Required action →
In the records that follow, find each line with the word "post" and copy it.

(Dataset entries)
use crate::error::ReportServiceError;
use crate::service::ReportService;
use crate::state::ReportAppState;
use axum::{
    Json, Router,
    extract::{Path, Query, State},
    http::StatusCode,
    response::{IntoResponse, Response, Result},
};
use engine::error::{EndpointError, ErrorBody};
use engine::{Page, QueryOpts};
use reports_core::ReportEngine;
use reports_core::model::Report;
use routing::router::RouterBuilder;
use tracing::instrument;
use utoipa::OpenApi;

const REPORT_ROOT_PATH: &str = "/reports";

#[derive(OpenApi)]
#[openapi(
    nest(
        (path = REPORT_ROOT_PATH, api = ReportDocs),
    )
)]
struct ApiDoc;

#[derive(OpenApi)]
#[openapi(paths(
    list_reports,
    create_report,
    list_completed_reports,
    list_pending_reports,
    get_report,
    update_report,
    delete_report,
))]
struct ReportDocs;

const REPORT_LIST_PATH: &str = "/";
const REPORT_CREATE_PATH: &str = "/";
const REPORT_COMPLETED_PATH: &str = "/completed";
const REPORT_PENDING_PATH: &str = "/pending";
const REPORT_ID_PATH: &str = "/{id}";

pub fn build<T: ReportEngine>(app_state: ReportAppState<T>) -> Router {
    let metrics = app_state.metrics.clone();

    RouterBuilder::new(REPORT_ROOT_PATH)
        .get(REPORT_LIST_PATH, list_reports::<T>)
        .post(REPORT_CREATE_PATH, create_report::<T>)
        .get(REPORT_COMPLETED_PATH, list_completed_reports::<T>)
        .get(REPORT_PENDING_PATH, list_pending_reports::<T>)
        .get(REPORT_ID_PATH, get_report::<T>)
        .put(REPORT_ID_PATH, update_report::<T>)
        .delete(REPORT_ID_PATH, delete_report::<T>)
        .build(app_state, ApiDoc::openapi(), metrics)
}

type Endpoint = Result<Response, EndpointError<ReportServiceError>>;

fn page_response(reports: Page<Report>) -> Response {
    if reports.is_empty() {
        StatusCode::NO_CONTENT.into_response()
    } else {
        Json(reports).into_response()
    }
}

#[utoipa::path(
    get,
    path = REPORT_LIST_PATH,
    responses(
        (status = OK, description = "Reports were found on the given page", body = Page<Report>),
        (status = NO_CONTENT, description = "No reports exist on the given page"),
        (status = UNPROCESSABLE_ENTITY, description = "Page is below 1 or size is negative", body = ErrorBody),
    ),
    params(QueryOpts)
)]
#[instrument(skip(service), err(Debug))]
async fn list_reports<T: ReportEngine>(
    State(service): State<ReportService<T>>,
    Query(opts): Query<QueryOpts>,
) -> Endpoint {
    Ok(page_response(service.get(opts).await?))
}

/// File a report. Every field is required.
#[utoipa::path(
    post,
    path = REPORT_CREATE_PATH,
    responses(
        (status = CREATED, description = "The report was stored", body = Report),
        (status = UNPROCESSABLE_ENTITY, description = "A required field is empty", body = ErrorBody),
        (status = INTERNAL_SERVER_ERROR, description = "The report was not created", body = ErrorBody),
    ),
    request_body = Report
)]
#[instrument(skip_all, err(Debug), fields(report.id = %report.id))]
async fn create_report<T: ReportEngine>(
    State(service): State<ReportService<T>>,
    Json(report): Json<Report>,
) -> Endpoint {
    service.create(report.clone()).await?;
    Ok((StatusCode::CREATED, Json(report)).into_response())
}

#[utoipa::path(
    get,
    path = REPORT_COMPLETED_PATH,
    responses(
        (status = OK, description = "Completed reports on the given page", body = Page<Report>),
        (status = NO_CONTENT, description = "No completed reports exist on the given page"),
        (status = UNPROCESSABLE_ENTITY, description = "Page is below 1 or size is negative", body = ErrorBody),
    ),
    params(QueryOpts)
)]
#[instrument(skip(service), err(Debug))]
async fn list_completed_reports<T: ReportEngine>(
    State(service): State<ReportService<T>>,
    Query(opts): Query<QueryOpts>,
) -> Endpoint {
    Ok(page_response(
        service.get_all_by_status_completed(opts).await?,
    ))
}

#[utoipa::path(
    get,
    path = REPORT_PENDING_PATH,
    responses(
        (status = OK, description = "Pending reports on the given page", body = Page<Report>),
        (status = NO_CONTENT, description = "No pending reports exist on the given page"),
        (status = UNPROCESSABLE_ENTITY, description = "Page is below 1 or size is negative", body = ErrorBody),
    ),
    params(QueryOpts)
)]
#[instrument(skip(service), err(Debug))]
async fn list_pending_reports<T: ReportEngine>(
    State(service): State<ReportService<T>>,
    Query(opts): Query<QueryOpts>,
) -> Endpoint {
    Ok(page_response(service.get_all_by_status_pending(opts).await?))
}

#[utoipa::path(
    get,
    path = REPORT_ID_PATH,
    responses(
        (status = OK, description = "The report was found", body = Report),
        (status = NOT_FOUND, description = "The report could not be loaded", body = ErrorBody),
    ),
    params(("id" = String, Path, description = "The report id"))
)]
#[instrument(skip(service), err(Debug))]
async fn get_report<T: ReportEngine>(
    State(service): State<ReportService<T>>,
    Path(id): Path<String>,
) -> Endpoint {
    let report = service.get_by_id(id).await?;
    Ok(Json(report).into_response())
}

/// Replace a report. The body has to be the complete record.
#[utoipa::path(
    put,
    path = REPORT_ID_PATH,
    responses(
        (status = OK, description = "The report was replaced", body = Report),
        (status = UNPROCESSABLE_ENTITY, description = "A required field is empty", body = ErrorBody),
        (status = INTERNAL_SERVER_ERROR, description = "The report was not updated", body = ErrorBody),
    ),
    params(("id" = String, Path, description = "The report id")),
    request_body = Report
)]
#[instrument(skip(service, report), err(Debug))]
async fn update_report<T: ReportEngine>(
    State(service): State<ReportService<T>>,
    Path(id): Path<String>,
    Json(report): Json<Report>,
) -> Endpoint {
    service.update(report.clone(), id).await?;
    Ok(Json(report).into_response())
}

#[utoipa::path(
    delete,
    path = REPORT_ID_PATH,
    responses(
        (status = NO_CONTENT, description = "The report was deleted"),
        (status = NOT_FOUND, description = "The report could not be deleted", body = ErrorBody),
    ),
    params(("id" = String, Path, description = "The report id"))
)]
#[instrument(skip(service), err(Debug))]
async fn delete_report<T: ReportEngine>(
    State(service): State<ReportService<T>>,
    Path(id): Path<String>,
) -> Endpoint {
    service.delete(id).await?;
    Ok(StatusCode::NO_CONTENT.into_response())
}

The completed task →
        .post(REPORT_CREATE_PATH, create_report::<T>)
    post,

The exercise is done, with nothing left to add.